## TASK TO COMPLETE
Could you please repeat all of the entries exactly as written?

## DATA FOR THIS EXERCISE
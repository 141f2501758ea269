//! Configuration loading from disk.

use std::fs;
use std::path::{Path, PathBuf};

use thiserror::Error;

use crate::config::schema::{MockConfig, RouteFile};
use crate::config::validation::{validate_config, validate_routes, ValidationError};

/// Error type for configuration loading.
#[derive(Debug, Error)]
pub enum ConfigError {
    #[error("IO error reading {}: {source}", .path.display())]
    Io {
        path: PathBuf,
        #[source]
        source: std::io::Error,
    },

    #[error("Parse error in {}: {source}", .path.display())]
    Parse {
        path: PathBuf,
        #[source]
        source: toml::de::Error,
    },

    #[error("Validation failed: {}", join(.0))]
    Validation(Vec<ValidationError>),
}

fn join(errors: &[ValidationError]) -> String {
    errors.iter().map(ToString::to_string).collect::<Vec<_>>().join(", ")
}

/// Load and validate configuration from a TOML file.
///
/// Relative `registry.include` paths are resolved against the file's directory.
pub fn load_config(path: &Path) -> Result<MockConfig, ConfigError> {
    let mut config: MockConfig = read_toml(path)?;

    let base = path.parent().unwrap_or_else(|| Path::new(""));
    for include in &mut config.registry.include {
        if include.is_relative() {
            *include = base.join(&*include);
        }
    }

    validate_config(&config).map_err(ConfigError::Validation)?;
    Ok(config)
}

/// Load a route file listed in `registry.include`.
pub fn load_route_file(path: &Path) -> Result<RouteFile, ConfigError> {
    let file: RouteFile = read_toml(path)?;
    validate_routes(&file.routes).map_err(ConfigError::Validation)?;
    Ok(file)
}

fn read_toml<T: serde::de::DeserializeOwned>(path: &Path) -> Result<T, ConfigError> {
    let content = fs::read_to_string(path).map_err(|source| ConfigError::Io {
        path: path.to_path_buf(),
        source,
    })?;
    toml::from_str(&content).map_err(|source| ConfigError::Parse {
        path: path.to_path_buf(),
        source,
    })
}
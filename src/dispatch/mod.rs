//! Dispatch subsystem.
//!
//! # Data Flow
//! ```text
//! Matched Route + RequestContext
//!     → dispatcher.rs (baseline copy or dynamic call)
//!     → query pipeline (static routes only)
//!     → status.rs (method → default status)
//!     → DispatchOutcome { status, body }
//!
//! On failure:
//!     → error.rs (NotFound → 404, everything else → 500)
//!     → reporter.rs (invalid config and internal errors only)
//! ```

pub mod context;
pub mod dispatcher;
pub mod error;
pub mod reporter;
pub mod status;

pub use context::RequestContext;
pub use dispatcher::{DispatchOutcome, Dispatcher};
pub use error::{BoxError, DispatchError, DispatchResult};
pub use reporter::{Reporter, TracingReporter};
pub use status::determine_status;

## EXERCISE ANSWER
repository 141f2501758ea269
//! Configuration loading from disk.

use std::fs;
use std::path::{Path, PathBuf};

use thiserror::Error;

use crate::config::schema::{MockConfig, RouteFile};
use crate::config::validation::{validate_config, validate_routes, ValidationError};

/// Error type for configuration loading.
#[derive(Debug, Error)]
pub enum ConfigError {
    #[error("IO error reading {}: {source}", .path.display())]
    Io {
        path: PathBuf,
        #[source]
        source: std::io::Error,
    },

    #[error("Parse error in {}: {source}", .path.display())]
    Parse {
        path: PathBuf,
        #[source]
        source: toml::de::Error,
    },

    #[error("Validation failed: {}", join(.0))]
    Validation(Vec<ValidationError>),
}

fn join(errors: &[ValidationError]) -> String {
    errors.iter().map(ToString::to_string).collect::<Vec<_>>().join(", ")
}

/// Load and validate configuration from a TOML file.
///
/// Relative `registry.include` paths are resolved against the file's directory.
pub fn load_config(path: &Path) -> Result<MockConfig, ConfigError> {
    let mut config: MockConfig = read_toml(path)?;

    let base = path.parent().unwrap_or_else(|| Path::new(""));
    for include in &mut config.registry.include {
        if include.is_relative() {
            *include = base.join(&*include);
        }
    }

    validate_config(&config).map_err(ConfigError::Validation)?;
    Ok(config)
}

/// Load a route file listed in `registry.include`.
pub fn load_route_file(path: &Path) -> Result<RouteFile, ConfigError> {
    let file: RouteFile = read_toml(path)?;
    validate_routes(&file.routes).map_err(ConfigError::Validation)?;
    Ok(file)
}

fn read_toml<T: serde::de::DeserializeOwned>(path: &Path) -> Result<T, ConfigError> {
    let content = fs::read_to_string(path).map_err(|source| ConfigError::Io {
        path: path.to_path_buf(),
        source,
    })?;
    toml::from_str(&content).map_err(|source| ConfigError::Parse {
        path: path.to_path_buf(),
        source,
    })
}
filename src/dispatch/mod.rs
//! Dispatch subsystem.
//!
//! # Data Flow
//! ```text
//! Matched Route + RequestContext
//!     → dispatcher.rs (baseline copy or dynamic call)
//!     → query pipeline (static routes only)
//!     → status.rs (method → default status)
//!     → DispatchOutcome { status, body }
//!
//! On failure:
//!     → error.rs (NotFound → 404, everything else → 500)
//!     → reporter.rs (invalid config and internal errors only)
//! ```

pub mod context;
pub mod dispatcher;
pub mod error;
pub mod reporter;
pub mod status;

pub use context::RequestContext;
pub use dispatcher::{DispatchOutcome, Dispatcher};
pub use error::{BoxError, DispatchError, DispatchResult};
pub use reporter::{Reporter, TracingReporter};
pub use status::determine_status;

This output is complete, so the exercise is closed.